Acceptance and Commitment Therapy (ACT)
Ground yourself in the moment, unhook from thoughts, and do what matters
Many people get frustrated in therapy by seeking "the answer" to their problems, building insight into their suffering with the idea that this insight will "fix" them. While this works well for some, others find that it does not do enough. ACT is different, because rather than looking backward, it focuses on the present moment. If your car is stuck in a ditch, it makes no sense to spend your time focusing on how you got there (e.g. where the fishtail started, how you handled it, what the traffic conditions were). No amount of insight gets your car moving again. It is more effective to focus on the present and figure out how to get unstuck and moving again.
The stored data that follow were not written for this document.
// Native支付辅助接口
// 长链接转短链接, 用于扫码支付场景缩短二维码内容

use super::error::WxPayError;
use super::types::SignType;
use super::{Result, WxPay};

/// 长链接转短链接
pub async fn short_url(pay: &WxPay, long_url: &str) -> Result<String> {
    let mut params = pay.base_params();
    params.insert("appid".to_string(), pay.config.appid.clone());
    params.insert("long_url".to_string(), long_url.to_string());
    let result = pay
        .exchange("/tools/shorturl", params, SignType::Md5, false)
        .await?;
    result
        .get("short_url")
        .cloned()
        .ok_or_else(|| WxPayError::Parse("missing short_url".to_string()))
}
// 沙箱环境接口
// 用正式API密钥换取沙箱签名密钥, 仅在启动阶段调用

use super::error::WxPayError;
use super::types::SignType;
use super::{Result, WxPay};

/// 换取沙箱签名密钥
///
/// 请求以正式API密钥签名, 换取成功后调用方负责替换客户端密钥
pub async fn get_sign_key(pay: &WxPay) -> Result<String> {
    let params = pay.base_params();
    let result = pay
        .exchange("/pay/getsignkey", params, SignType::Md5, false)
        .await?;
    result
        .get("sandbox_signkey")
        .cloned()
        .ok_or_else(|| WxPayError::Parse("missing sandbox_signkey".to_string()))
}
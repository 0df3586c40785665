// 退款接口
// 申请退款走证书通道, 退款查询走普通通道

use super::types::{Params, SignType};
use super::{Result, WxPay};

/// 申请退款参数
#[derive(Debug, Clone)]
pub struct RefundParams {
    /// 商户订单号
    pub out_trade_no: String,
    /// 商户退款单号
    pub out_refund_no: String,
    /// 订单总金额, 单位分
    pub total_fee: String,
    /// 退款金额, 单位分
    pub refund_fee: String,
    /// 退款结果通知地址, 可为空
    pub notify_url: String,
}

/// 申请退款, 需要商户证书
pub async fn refund(pay: &WxPay, p: RefundParams) -> Result<Params> {
    let mut params = pay.base_params();
    params.insert("appid".to_string(), pay.config.appid.clone());
    params.insert("out_trade_no".to_string(), p.out_trade_no);
    params.insert("out_refund_no".to_string(), p.out_refund_no);
    params.insert("total_fee".to_string(), p.total_fee);
    params.insert("refund_fee".to_string(), p.refund_fee);
    if !p.notify_url.is_empty() {
        params.insert("notify_url".to_string(), p.notify_url);
    }
    pay.exchange("/secapi/pay/refund", params, SignType::Md5, true)
        .await
}

/// 按商户订单号查询退款
pub async fn refund_query(pay: &WxPay, out_trade_no: &str) -> Result<Params> {
    let mut params = pay.base_params();
    params.insert("appid".to_string(), pay.config.appid.clone());
    params.insert("out_trade_no".to_string(), out_trade_no.to_string());
    pay.exchange("/pay/refundquery", params, SignType::Md5, false)
        .await
}
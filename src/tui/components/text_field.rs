//! # TextField Component
//!
//! Single-line labelled input used by both forms.
//!
//! The buffer is internal state; `focused` is a prop set by the owning form.
//! The cursor is a byte offset into the buffer, always on a char boundary.
//! When the text is wider than the field, the view scrolls horizontally so
//! the cursor stays visible.

use ratatui::Frame;
use ratatui::layout::Rect;
use ratatui::style::{Color, Modifier, Style};
use ratatui::widgets::{Block, BorderType, Paragraph};
use unicode_width::{UnicodeWidthChar, UnicodeWidthStr};

use crate::tui::component::{Component, EventHandler};
use crate::tui::event::TuiEvent;

/// Border (1 left + 1 right) around the text.
const HORIZONTAL_OVERHEAD: u16 = 2;
/// Rendered height: one line of text plus top and bottom borders.
pub const FIELD_HEIGHT: u16 = 3;

/// Which characters a field accepts.
#[derive(Debug, Clone, Copy, PartialEq, Eq)]
pub enum FieldKind {
    Text,
    /// Digits, `.` and `-` only.
    Numeric,
}

impl FieldKind {
    fn accepts(self, c: char) -> bool {
        match self {
            FieldKind::Text => !c.is_control(),
            FieldKind::Numeric => c.is_ascii_digit() || c == '.' || c == '-',
        }
    }
}

pub struct TextField {
    pub label: String,
    pub buffer: String,
    /// Dim text shown while the buffer is empty
    pub placeholder: String,
    pub focused: bool,
    pub kind: FieldKind,
    cursor: usize,
}

impl TextField {
    pub fn new(label: impl Into<String>, kind: FieldKind) -> Self {
        Self {
            label: label.into(),
            buffer: String::new(),
            placeholder: String::new(),
            focused: false,
            kind,
            cursor: 0,
        }
    }

    pub fn with_placeholder(mut self, placeholder: impl Into<String>) -> Self {
        self.placeholder = placeholder.into();
        self
    }

    pub fn with_value(mut self, value: impl Into<String>) -> Self {
        self.set_value(value);
        self
    }

    pub fn value(&self) -> &str {
        &self.buffer
    }

    /// Replace the contents and park the cursor at the end.
    pub fn set_value(&mut self, value: impl Into<String>) {
        self.buffer = value.into();
        self.cursor = self.buffer.len();
    }

    fn insert_str(&mut self, text: &str) -> bool {
        let accepted: String = text.chars().filter(|c| self.kind.accepts(*c)).collect();
        if accepted.is_empty() {
            return false;
        }
        self.buffer.insert_str(self.cursor, &accepted);
        self.cursor += accepted.len();
        true
    }

    fn prev_boundary(&self) -> usize {
        self.buffer[..self.cursor]
            .char_indices()
            .next_back()
            .map(|(i, _)| i)
            .unwrap_or(0)
    }

    fn next_boundary(&self) -> usize {
        self.buffer[self.cursor..]
            .chars()
            .next()
            .map(|c| self.cursor + c.len_utf8())
            .unwrap_or(self.buffer.len())
    }

    /// Visible slice of the buffer and the cursor column inside it.
    fn visible_window(&self, width: u16) -> (&str, u16) {
        let width = width as usize;
        let before = &self.buffer[..self.cursor];
        let mut start = 0;
        // Drop leading chars until the cursor fits (leaving a cell for it)
        while before[start..].width() >= width.max(1) {
            match before[start..].chars().next() {
                Some(c) => start += c.len_utf8(),
                None => break,
            }
        }

        let mut end = start;
        let mut used = 0;
        for c in self.buffer[start..].chars() {
            let w = c.width().unwrap_or(0);
            if used + w > width {
                break;
            }
            used += w;
            end += c.len_utf8();
        }

        (&self.buffer[start..end], before[start..].width() as u16)
    }
}

impl Component for TextField {
    fn render(&mut self, frame: &mut Frame, area: Rect) {
        let inner_width = area.width.saturating_sub(HORIZONTAL_OVERHEAD);
        let (text, cursor_col) = self.visible_window(inner_width);

        let border_style = if self.focused {
            Style::default().fg(Color::LightYellow)
        } else {
            Style::default().fg(Color::DarkGray)
        };
        let block = Block::bordered()
            .border_type(BorderType::Rounded)
            .border_style(border_style)
            .title(self.label.as_str());

        let paragraph = if self.buffer.is_empty() {
            Paragraph::new(self.placeholder.as_str())
                .style(Style::default().fg(Color::DarkGray).add_modifier(Modifier::DIM))
        } else {
            Paragraph::new(text)
        };
        frame.render_widget(paragraph.block(block), area);

        if self.focused {
            frame.set_cursor_position((area.x + 1 + cursor_col, area.y + 1));
        }
    }
}

/// High-level events emitted by a TextField
#[derive(Debug, Clone, PartialEq)]
pub enum FieldEvent {
    Changed,
    Submit,
}

impl EventHandler for TextField {
    type Event = FieldEvent;

    fn handle_event(&mut self, event: &TuiEvent) -> Option<Self::Event> {
        match event {
            TuiEvent::InputChar(c) => {
                let mut tmp = [0u8; 4];
                self.insert_str(c.encode_utf8(&mut tmp))
                    .then_some(FieldEvent::Changed)
            }
            TuiEvent::Paste(text) => self.insert_str(text).then_some(FieldEvent::Changed),
            TuiEvent::Backspace => {
                if self.cursor == 0 {
                    return None;
                }
                let prev = self.prev_boundary();
                self.buffer.drain(prev..self.cursor);
                self.cursor = prev;
                Some(FieldEvent::Changed)
            }
            TuiEvent::Delete => {
                if self.cursor >= self.buffer.len() {
                    return None;
                }
                let next = self.next_boundary();
                self.buffer.drain(self.cursor..next);
                Some(FieldEvent::Changed)
            }
            TuiEvent::CursorLeft => {
                self.cursor = self.prev_boundary();
                None
            }
            TuiEvent::CursorRight => {
                self.cursor = self.next_boundary();
                None
            }
            TuiEvent::CursorHome => {
                self.cursor = 0;
                None
            }
            TuiEvent::CursorEnd => {
                self.cursor = self.buffer.len();
                None
            }
            TuiEvent::Submit => Some(FieldEvent::Submit),
            _ => None,
        }
    }
}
Once you're moving, it can be helpful to look back and gain insight.
A different approach
How it works
ACT is a cutting edge development among cognitive behavioral therapies that is heavily grounded in mindfulness and deep self-awareness in the present moment. Clients learn to contact the present moment, both to quiet their minds and gain clarity about the constant sense of self that can get lost in the noise and pressures of daily life. They learn skills to untangle themselves from the noise in their minds so they can have greater clarity about choice and actions that they need to take in difficult situations. They learn to accept and even embrace their emotions rather than struggling against them, and to find clarity with their personal values. This builds psychological flexibility that allows for more effective decision-making in the present moment. ACT helps you to make choices that tend to be based in a strong awareness of who you are and what is important to you, and adaptive to the current context of each unique situation. Clients work to accept who they are in the present, draw strength from who they have been in the past, and strive to become who they wish to become in the future.